The storage units that are nearest of all to the CPU cores are the registers, which hold data that the functional units can operate on directly. This is where your data come together with the instructions from your code. Really, instructions are just another form of data, so they have their own caches. (Instruction caches have not been depicted, but they too are important to overall performance.) There is no delay in accessing the data that are in registers.

Registers are given architecture-specific names and can be programmed directly by using the architecture's assembly language. If you like, you can see what registers are being used when by looking at the assembly output when you compile your code. Most compilers have the option of generating assembly-language code before translating it to machine code.

If any needed data are not present in the registers, then they must be retrieved from further out in the memory hierarchy. The simplest model for the retrieval cost at each level is T = S/B + L, where T is time, S is size, B is bandwidth, and L is latency. Latency is therefore the cost that must be paid for fetching even the tiniest amount of data. The combined cost is cumulative, since the data will be copied into progressive cache levels as it makes its way to the registers.

Looking at the read bandwidth and latency measurements done on Skylake server chips, below, we see that bandwidth is roughly cut in half at each succeeding level of the hierarchy, while latency essentially quadruples at each level as one progresses away from the registers. In other words, the speed and initiation time of memory accesses become exponentially worse as one moves out in memory level. Performance penalties can clearly start to add up quickly in code that is not optimized with good memory locality in mind. This is why it is best to keep computations operating as much as possible on data that reside in the fastest levels of the memory hierarchy.

Memory and cache bandwidth and latency, layer by layer, graphically indicated by the widths of connecting blue lines; numerical values are in the caption
Memory and cache bandwidth and latency, layer by layer: L1 = 84 GB/s & 2 ns, L2 = 60 GB/s & 7 ns, L3 = 30 GB/s & 26 ns, Main Memory = 10 GB/s & 90 ns.
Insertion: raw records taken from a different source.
//! HTTP handlers.

pub mod health_handler;
pub mod student_handler;

pub use health_handler::health_routes;
pub use student_handler::student_routes;
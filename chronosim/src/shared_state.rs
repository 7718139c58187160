//! Read-only state shared across simulation objects.

use crate::event::SimTime;

/// A piece of state that simulation objects can read but the engine does
/// not schedule events against.
///
/// Corresponds to the core design's "shared state objects": things like a
/// running order book or counter that several objects consult, distinct
/// from the event-driven objects the engine dispatches batches to. An
/// engine may register any number of these alongside its simulation
/// objects; `simulate` never calls into them directly, it only makes them
/// available through [`SimulationEngine::get_simulation_state`](crate::engine::SimulationEngine::get_simulation_state).
pub trait SharedStateObserver: Send {
    /// This object's unique name within its engine.
    fn name(&self) -> &str;

    /// An opaque snapshot of this object's state as of `time`, the
    /// engine's current simulated time at the moment of the call.
    fn snapshot(&self, time: SimTime) -> String;
}
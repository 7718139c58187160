//! Example: a cyclical ring of relay objects kept alive by a ticker, with
//! every hop recorded to an event log.
//!
//! This example demonstrates in particular:
//!
//! * assembling a bench from ready-made `chronosim-util` objects,
//! * a bespoke object (`Kickoff`) that injects the ring's first message,
//! * reading back `event_counts` and a shared-state snapshot after the run.
//!
//! ```text
//! ┏━━━━━━━━━━━━━━━━━━━━━━━━━━━━━━━━━━━━━━━━━━━━━━━━━━┓
//! ┃ SimulationEngine                                 ┃
//! ┃  ┌─────────┐  Relay  ┌──────┐  Relay  ┌──────┐   ┃
//! ┃  │ Kickoff ├────────►│ ring0├────────►│ ring1├──►┃ ...back to ring0
//! ┃  └─────────┘         └──┬───┘         └──────┘   ┃
//! ┃                         │ LogEntry                ┃
//! ┃                         ▼                         ┃
//! ┃                     ┌─────────┐                   ┃
//! ┃                     │ log     │                   ┃
//! ┃                     └─────────┘                   ┃
//! ┗━━━━━━━━━━━━━━━━━━━━━━━━━━━━━━━━━━━━━━━━━━━━━━━━━━━┛
//! ```

use chronosim::engine::{SimulateOptions, SimulationEngine};
use chronosim::error::EngineError;
use chronosim::event::SimTime;
use chronosim::object::{EventList, HandlerTable, SimulationContext, SimulationObject};
use chronosim_util::{Ring, Ticker};

const RING_SIZE: usize = 4;
const HOP_DELAY: SimTime = 1.0;
const RUN_FOR: SimTime = 20.0;

/// Injects the ring's first `Relay` message at `t = 0`.
struct Kickoff {
    time: SimTime,
    table: HandlerTable,
}

impl SimulationObject for Kickoff {
    fn name(&self) -> &str {
        "kickoff"
    }

    fn time(&self) -> SimTime {
        self.time
    }

    fn set_time(&mut self, time: SimTime) {
        self.time = time;
    }

    fn messages_sent(&self) -> &'static [&'static str] {
        &["chronosim_util::Relay"]
    }

    fn handler_table(&self) -> &HandlerTable {
        &self.table
    }

    fn send_initial_events(&mut self, context: &mut SimulationContext) -> Result<(), EngineError> {
        context.send_event(HOP_DELAY, "ring0", chronosim_util::Relay(0))
    }

    fn handle_event_list(
        &mut self,
        _events: &EventList,
        _context: &mut SimulationContext,
    ) -> Result<(), EngineError> {
        Ok(())
    }
}

fn main() -> Result<(), Box<dyn std::error::Error>> {
    // ---------------
    // Bench assembly.
    // ---------------

    let mut engine = SimulationEngine::new(Vec::new(), None);

    engine.add_object(Box::new(Kickoff {
        time: 0.0,
        table: HandlerTable::new(),
    }))?;

    for i in 0..RING_SIZE {
        let next = format!("ring{}", (i + 1) % RING_SIZE);
        engine.add_object(Box::new(Ring::new(format!("ring{i}"), next, HOP_DELAY)))?;
    }

    // Keeps the engine's queue non-empty well past the last ring hop we
    // care about, independent of how many times the ring has already
    // wrapped around.
    engine.add_object(Box::new(Ticker::new("heartbeat", HOP_DELAY)))?;

    engine.initialize()?;
    let batches = engine.simulate(RUN_FOR, SimulateOptions::default())?;

    println!("handled {batches} batches");
    for (key, count) in engine.event_counts() {
        println!("{key}: {count}");
    }

    Ok(())
}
As a reference for the read bandwidth values noted above, see the Sandia report by Hammond, Vaughan, and Hughes 2018, which presents results from a Skylake configuration identical to what is found in Stampede2. Latencies are from results on a slightly different Skylake, the Xeon Platinum 8176, which differs from the Xeon Platinum 8160 in Stampede2 only in core count (28 vs. 24).

Finally, let's briefly expand our view of the memory hierarchy to include both of the Skylake processors on a Stampede2 SKX node, as well as the node's connections to other Stampede2 nodes. One possible measure of "distance" is the aggregate, ideal bandwidth for all available channels that link a processor (and all its cores) either to its local memory or to a different node. The figure below shows that the dual processors should be considered very close together, while the other nodes are relatively far away in terms of memory access speed. Other nodes would be even farther away if latency rather than bandwidth over Omni-Path were the relevant metric.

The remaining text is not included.